OK, anybody have any idea why I can't say that certain users are only allowed to log into my server from specific workstations? I'd really love to say that my web login (the logn my web site logs in with) can only log in from my web servers, and if any of my developers tried to use it they'd either get an error message or be electrocuted (preferably at random). I mean, come on, even a hosts.allow or hosts.deny set of files would be an easy to manage cheap to implement security layer. Otherwise, I've got to, what rely on a firewall or something and then have it filter by IP? Sucktastic.

Yeah, I can probably administer it from Windows (i.e. only allow the user to login to specific workstations) but then I have to have some system administrator deal with it, when it would be much easier if I could do it myself. Plus that would limit me to limiting only integrated security logins and not standard security ones.

Legacy Comments
Aaron Weiker
2003-11-04		 re: Security Request
You could create an application role for the application to use. This however still doesn't get you you're goal of allowing it on an IP basis, however it is now controlled on a per application basis. For more information check out the BOL entry for SQL Server of "Establishing Application Security and Application Roles" @ http://msdn.microsoft.com/library/en-us/adminsql/ad_security_89ir.asp
rocketscientist
2003-11-04		 re: Security Request
I'd thought about that.

App Roles are fairly complicated to set up, and not nearly as easy to deal with as a simple hosts.allow or hosts.deny-type system. Developers would have to come up with some way to hide the role password, at which point it wouldn't buy me anything to have the role password because the developers would be able to use the role, and they're the ones I need per-user auditing for. Bear in mind, I don't care if the developers are in the database, I just want them in with their own logins so I can track activity.

Basically, application roles wouldn't work to prevent mis-use of the web server account, so it's not what I need to solve the problem.
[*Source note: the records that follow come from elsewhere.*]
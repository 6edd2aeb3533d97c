use crate::config::types::*;

/// Trait for merging optional configuration values
pub trait Merge<T> {
    fn merge(self, other: T) -> T;
}

impl<T> Merge<Option<T>> for Option<T> {
    fn merge(self, other: Option<T>) -> Option<T> {
        other.or(self)
    }
}

impl Merge<ConfigInput> for ConfigInput {
    fn merge(self, other: ConfigInput) -> ConfigInput {
        ConfigInput {
            cluster: match (self.cluster, other.cluster) {
                (Some(a), Some(b)) => Some(a.merge_with(b)),
                (a, b) => a.merge(b),
            },
            keyspace: match (self.keyspace, other.keyspace) {
                (Some(a), Some(b)) => Some(KeyspaceInput {
                    name: a.name.merge(b.name),
                }),
                (a, b) => a.merge(b),
            },
            migration: match (self.migration, other.migration) {
                (Some(a), Some(b)) => Some(a.merge_with(b)),
                (a, b) => a.merge(b),
            },
        }
    }
}

// Field-by-field merges for sections that several sources contribute to
impl ClusterInput {
    pub fn merge_with(self, other: ClusterInput) -> ClusterInput {
        ClusterInput {
            contact_points: other.contact_points.or(self.contact_points),
            port: other.port.or(self.port),
            username: other.username.or(self.username),
            password: other.password.or(self.password),
        }
    }
}

impl MigrationInput {
    pub fn merge_with(self, other: MigrationInput) -> MigrationInput {
        MigrationInput {
            locations: other.locations.or(self.locations),
            table_prefix: other.table_prefix.or(self.table_prefix),
            target: other.target.or(self.target),
            baseline_version: other.baseline_version.or(self.baseline_version),
            baseline_description: other.baseline_description.or(self.baseline_description),
            allow_out_of_order: other.allow_out_of_order.or(self.allow_out_of_order),
            statement_timeout: other.statement_timeout.or(self.statement_timeout),
            script_prefix: other.script_prefix.or(self.script_prefix),
            script_separator: other.script_separator.or(self.script_separator),
            script_suffix: other.script_suffix.or(self.script_suffix),
        }
    }
}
Plus, think about all of the other security problems this would patch. As long as the server has some kind of IP-Spoofing protection, then you can kiss goodbye all of the port 1433-related vunerabilities, like the slammer worm exploited. If you can only connect from approved addresses, it's like having a very simple mini-firewall, without having to figure out the port-blocking in Windows.

rs.
AjarnMark
2003-11-05		 re: Security Request
I like your hosts.allow/deny idea. Don't think I've heard anything new in the login/security area for Yukon. But hey, you could always come to PASS and "Ask the Experts". *grin*

Or, here's an idea we considered once. Never pursued it completely, so there may be some loose ends, but what about using the servername\iweb_XXXX user as your web login to SQL Server? That may not work if you have a web server farm. But I think it would handle your "limit to this machine" problem.